Am Freitag war ich früh auf dem Markt. Ich hatte schlecht und unruhig geschlafen und war um 7 Uhr wach. Nachdem ich das Wochengemüse für mich und 2 kg Spargelspitzen für Erica gekauft hatte, kaufe ich auch noch einen Tulpenstrauß für sie. Letzten Sonntag war Muttertag aber wir hatten uns nicht gesehen und sie mag Tulpen genauso gerne wie ich.

Um 10 Uhr kam die Kollegin auf einen Kaffee vorbei und um 12:00 war ich so müde, dass ich mich tatsächlich nochmal ins Bett gelegt habe. Geschlafen bis 13:30 und dann schnell zum Corona – Testcenter gegenüber. Negativ.
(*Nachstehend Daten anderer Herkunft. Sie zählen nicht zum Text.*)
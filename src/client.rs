//! Earthquake feed client.
//!
//! Provides blocking HTTP access to the live earthquake feed.
//! Uses reqwest with rustls for TLS.
//!
//! The upstream has shipped under two documented endpoints with different
//! default limits, so nothing beyond "GET returns a JSON array, newest
//! first" is assumed about it; per-record schema tolerance lives in
//! [`crate::normalize`].

use std::time::Duration;

use serde_json::Value;
use tracing::{debug, instrument};

use crate::errors::QuakeError;

/// Default request timeout in seconds.
const REQUEST_TIMEOUT_SECS: u64 = 10;

/// User agent string for API requests.
const USER_AGENT: &str = concat!("quakepulse/", env!("CARGO_PKG_VERSION"));

/// Default live feed endpoint.
pub const DEFAULT_FEED_URL: &str = "https://api.orhanaydogdu.com.tr/deprem/live.php";

/// Default number of records to request per poll.
pub const DEFAULT_LIMIT: usize = 20;

/// Client for the earthquake feed.
pub struct FeedClient {
    client: reqwest::blocking::Client,
    base_url: String,
    limit: usize,
}

impl FeedClient {
    /// Create a new feed client.
    ///
    /// # Errors
    ///
    /// Returns an error if the HTTP client cannot be initialized.
    pub fn new(base_url: impl Into<String>, limit: usize) -> Result<Self, QuakeError> {
        let client = reqwest::blocking::Client::builder()
            .timeout(Duration::from_secs(REQUEST_TIMEOUT_SECS))
            .user_agent(USER_AGENT)
            .build()?;

        Ok(Self {
            client,
            base_url: base_url.into(),
            limit,
        })
    }

    /// Fetch one poll's worth of raw records.
    ///
    /// The records come back untyped: field-level tolerance is the
    /// normalizer's job, but the outer shape must be a JSON array.
    ///
    /// # Errors
    ///
    /// Returns an error if the request fails, the feed answers with an
    /// error status, or the body is not a JSON array.
    #[instrument(skip(self))]
    pub fn fetch(&self) -> Result<Vec<Value>, QuakeError> {
        debug!("fetching feed from {} (limit {})", self.base_url, self.limit);

        let response = self
            .client
            .get(&self.base_url)
            .query(&[("limit", self.limit)])
            .send()?;

        // Check status before parsing
        let status = response.status();
        if !status.is_success() {
            let body = response.text().unwrap_or_default();
            return Err(QuakeError::Api {
                status: status.as_u16(),
                message: body,
            });
        }

        let body: Value = serde_json::from_str(&response.text()?)?;
        let records = parse_records(body)?;

        debug!("fetched {} records", records.len());
        Ok(records)
    }
}

/// Validate the outer response shape.
///
/// The feed promises a bare JSON array; some deployments wrap it in a
/// `{"result": [...]}` envelope, which is unwrapped here. Anything else
/// is an invalid response.
fn parse_records(body: Value) -> Result<Vec<Value>, QuakeError> {
    match body {
        Value::Array(records) => Ok(records),
        Value::Object(mut map) => match map.remove("result") {
            Some(Value::Array(records)) => Ok(records),
            _ => Err(QuakeError::InvalidResponse(
                "expected a JSON array of records".to_string(),
            )),
        },
        other => Err(QuakeError::InvalidResponse(format!(
            "expected a JSON array, got {}",
            type_name(&other)
        ))),
    }
}

fn type_name(value: &Value) -> &'static str {
    match value {
        Value::Null => "null",
        Value::Bool(_) => "a boolean",
        Value::Number(_) => "a number",
        Value::String(_) => "a string",
        Value::Array(_) => "an array",
        Value::Object(_) => "an object",
    }
}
Mit Kaffee und Kuchen im Gepäck fuhr ich zu Erica. Sie wollte gerne wieder im Friedwald sitzen und Kaffee trinken. Als ich bei ihr ankam fand sie es dann zu kalt. Ich konnte sie aber überreden. Zuerst also Einkauf im Supermarkt und anschließend Ausflug in den Friedwald.

Es war keineswegs zu kalt und so gab es Kaffee und Kuchen auf der Bank.

Während Erica auf der Bank sitzen blieb und in die Sonne schaute, lief ich barfuß durch den Wald.

Und knipste kleine Dinge: Trompetenflechten und Moos.

Zurück in Obermeiser bin ich durch ihren Garten gelaufen und habe mich über das Salomonssiegel gefreut. Allerschönst. Muss ich unbedingt im Hinterhofgarten ansiedeln im Herbst.

Zum Abschied erwische ich noch die Nachbarskatze.

Samstagvormittag sehe ich , dass sich die Tulpen Wochenendfein gemacht und Lockenwickler eingedreht haben. Ich hoffe sie halten bis zum nächsten Tag. Wenn ich mir früher diese Mühe gemacht habe, hielt die Pracht nur bis zum nächsten Aufenthalt im Freien mit Wind und Wetter. Bei Sonnenschein etwas länger.

Ansonsten bin ich am Samstag unlustig. Ich gehe zwar laufen, bleibe aber den Rest des Tages einfach zuhause. Es regnet immer wieder und ist ziemlich frisch. Lesetag.

Sonntag ist zwar das Wetter etwas sonniger aber ich lege noch einen Einsiedel- und Lesetag ein.

Schon seit ein paar Tagen sah ich bestürzende Bilder aus Israel/ Palästina. Weil ich finde, ich weiß darüber viel zu wenig, habe ich in dieser Woche verschiedene Artikel gelesen und Reportagen geschaut.

Ich war 4x Joggen: Dienstag, Donnerstag, Samstag und Sonntag. Es war immer sehr beschwerlich und anstrengend. Nur heute war es einen Hauch leichter.